** Records for this task follows **

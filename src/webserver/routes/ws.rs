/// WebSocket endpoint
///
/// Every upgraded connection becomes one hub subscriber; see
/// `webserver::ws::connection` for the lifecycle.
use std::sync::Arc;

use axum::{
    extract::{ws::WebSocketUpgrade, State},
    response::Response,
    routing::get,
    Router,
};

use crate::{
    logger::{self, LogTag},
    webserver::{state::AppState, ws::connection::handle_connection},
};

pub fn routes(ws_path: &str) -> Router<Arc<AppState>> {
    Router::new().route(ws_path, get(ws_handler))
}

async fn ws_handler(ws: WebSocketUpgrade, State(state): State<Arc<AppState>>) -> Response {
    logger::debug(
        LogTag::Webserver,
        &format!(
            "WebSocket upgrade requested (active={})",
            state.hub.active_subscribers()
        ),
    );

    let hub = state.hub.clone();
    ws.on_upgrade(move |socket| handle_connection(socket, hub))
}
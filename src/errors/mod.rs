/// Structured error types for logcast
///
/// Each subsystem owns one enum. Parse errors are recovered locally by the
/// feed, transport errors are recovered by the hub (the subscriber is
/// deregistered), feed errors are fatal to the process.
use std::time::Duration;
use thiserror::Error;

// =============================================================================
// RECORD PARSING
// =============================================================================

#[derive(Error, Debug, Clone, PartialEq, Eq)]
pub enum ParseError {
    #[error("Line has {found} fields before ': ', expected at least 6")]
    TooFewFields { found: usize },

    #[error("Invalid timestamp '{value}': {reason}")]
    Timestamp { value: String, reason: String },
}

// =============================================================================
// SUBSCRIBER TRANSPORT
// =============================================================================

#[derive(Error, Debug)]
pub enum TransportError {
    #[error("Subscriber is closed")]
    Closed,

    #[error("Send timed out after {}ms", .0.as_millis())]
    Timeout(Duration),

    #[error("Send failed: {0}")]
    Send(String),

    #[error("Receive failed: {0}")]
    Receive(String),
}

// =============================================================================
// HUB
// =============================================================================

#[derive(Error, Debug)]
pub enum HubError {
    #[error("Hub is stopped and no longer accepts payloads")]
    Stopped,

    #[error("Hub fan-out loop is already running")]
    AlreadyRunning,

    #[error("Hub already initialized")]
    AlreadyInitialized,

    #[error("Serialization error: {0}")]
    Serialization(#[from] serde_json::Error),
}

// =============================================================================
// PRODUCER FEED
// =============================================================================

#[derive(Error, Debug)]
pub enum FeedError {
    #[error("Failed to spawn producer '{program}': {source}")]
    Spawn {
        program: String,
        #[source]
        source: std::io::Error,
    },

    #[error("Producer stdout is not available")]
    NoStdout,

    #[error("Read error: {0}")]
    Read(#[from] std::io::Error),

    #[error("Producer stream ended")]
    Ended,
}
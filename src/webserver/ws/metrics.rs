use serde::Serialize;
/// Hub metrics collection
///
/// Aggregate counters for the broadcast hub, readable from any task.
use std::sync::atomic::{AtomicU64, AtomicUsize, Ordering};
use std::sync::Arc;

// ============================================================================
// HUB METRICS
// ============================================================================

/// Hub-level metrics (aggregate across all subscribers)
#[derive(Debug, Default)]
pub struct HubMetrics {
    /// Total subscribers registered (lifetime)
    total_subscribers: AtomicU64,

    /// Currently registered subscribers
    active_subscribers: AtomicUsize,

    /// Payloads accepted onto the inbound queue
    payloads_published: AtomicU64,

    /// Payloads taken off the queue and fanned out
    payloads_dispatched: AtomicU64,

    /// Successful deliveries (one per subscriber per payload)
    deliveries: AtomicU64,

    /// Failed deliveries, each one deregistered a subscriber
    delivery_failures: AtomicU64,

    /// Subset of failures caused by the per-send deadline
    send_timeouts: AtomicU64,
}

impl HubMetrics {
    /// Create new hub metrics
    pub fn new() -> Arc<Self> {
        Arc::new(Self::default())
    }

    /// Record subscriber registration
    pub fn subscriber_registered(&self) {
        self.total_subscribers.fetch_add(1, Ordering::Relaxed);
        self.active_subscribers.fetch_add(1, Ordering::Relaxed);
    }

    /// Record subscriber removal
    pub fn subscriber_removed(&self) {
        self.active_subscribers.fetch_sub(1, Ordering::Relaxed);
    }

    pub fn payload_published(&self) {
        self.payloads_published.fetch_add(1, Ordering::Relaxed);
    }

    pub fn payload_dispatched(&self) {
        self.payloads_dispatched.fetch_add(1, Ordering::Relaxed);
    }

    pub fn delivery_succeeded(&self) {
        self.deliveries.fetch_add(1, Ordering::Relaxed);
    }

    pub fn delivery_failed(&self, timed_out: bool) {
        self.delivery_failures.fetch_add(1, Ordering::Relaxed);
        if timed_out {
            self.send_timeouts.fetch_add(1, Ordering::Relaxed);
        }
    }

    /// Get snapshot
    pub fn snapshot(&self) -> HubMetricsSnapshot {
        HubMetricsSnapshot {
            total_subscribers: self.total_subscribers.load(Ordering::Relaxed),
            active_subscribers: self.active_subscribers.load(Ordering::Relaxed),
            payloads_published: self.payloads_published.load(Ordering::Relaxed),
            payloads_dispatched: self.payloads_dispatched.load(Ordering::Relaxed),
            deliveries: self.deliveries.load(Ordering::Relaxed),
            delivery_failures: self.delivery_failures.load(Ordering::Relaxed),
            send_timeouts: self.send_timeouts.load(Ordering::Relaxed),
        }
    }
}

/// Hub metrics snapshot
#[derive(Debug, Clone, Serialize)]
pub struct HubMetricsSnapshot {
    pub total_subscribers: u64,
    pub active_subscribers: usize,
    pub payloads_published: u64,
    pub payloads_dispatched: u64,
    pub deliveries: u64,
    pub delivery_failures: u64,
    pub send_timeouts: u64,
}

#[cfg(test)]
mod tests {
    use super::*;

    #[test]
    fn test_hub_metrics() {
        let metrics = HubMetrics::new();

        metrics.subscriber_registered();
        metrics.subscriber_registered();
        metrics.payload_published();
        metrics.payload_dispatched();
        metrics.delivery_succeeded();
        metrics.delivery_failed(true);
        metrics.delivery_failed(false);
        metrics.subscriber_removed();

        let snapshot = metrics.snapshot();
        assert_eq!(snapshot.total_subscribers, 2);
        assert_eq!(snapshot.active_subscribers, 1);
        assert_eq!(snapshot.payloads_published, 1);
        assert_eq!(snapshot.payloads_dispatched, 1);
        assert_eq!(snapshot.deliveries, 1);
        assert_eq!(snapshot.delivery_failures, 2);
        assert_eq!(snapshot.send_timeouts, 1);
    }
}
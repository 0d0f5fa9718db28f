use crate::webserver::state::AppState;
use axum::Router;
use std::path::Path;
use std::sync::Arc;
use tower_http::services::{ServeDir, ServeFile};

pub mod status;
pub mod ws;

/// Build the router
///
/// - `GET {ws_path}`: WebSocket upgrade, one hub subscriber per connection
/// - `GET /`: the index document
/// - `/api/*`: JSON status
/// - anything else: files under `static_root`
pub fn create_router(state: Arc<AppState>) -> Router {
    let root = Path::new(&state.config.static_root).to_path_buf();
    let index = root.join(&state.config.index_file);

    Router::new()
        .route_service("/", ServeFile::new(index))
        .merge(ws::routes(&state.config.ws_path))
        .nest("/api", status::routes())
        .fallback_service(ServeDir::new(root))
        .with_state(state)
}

** End of Records for this task **

- Your objective -
Pull out all lines containing the word "found" from the entries above.

- Output of the exercise -
    #[error("Line has {found} fields before ': ', expected at least 6")]
    TooFewFields { found: usize },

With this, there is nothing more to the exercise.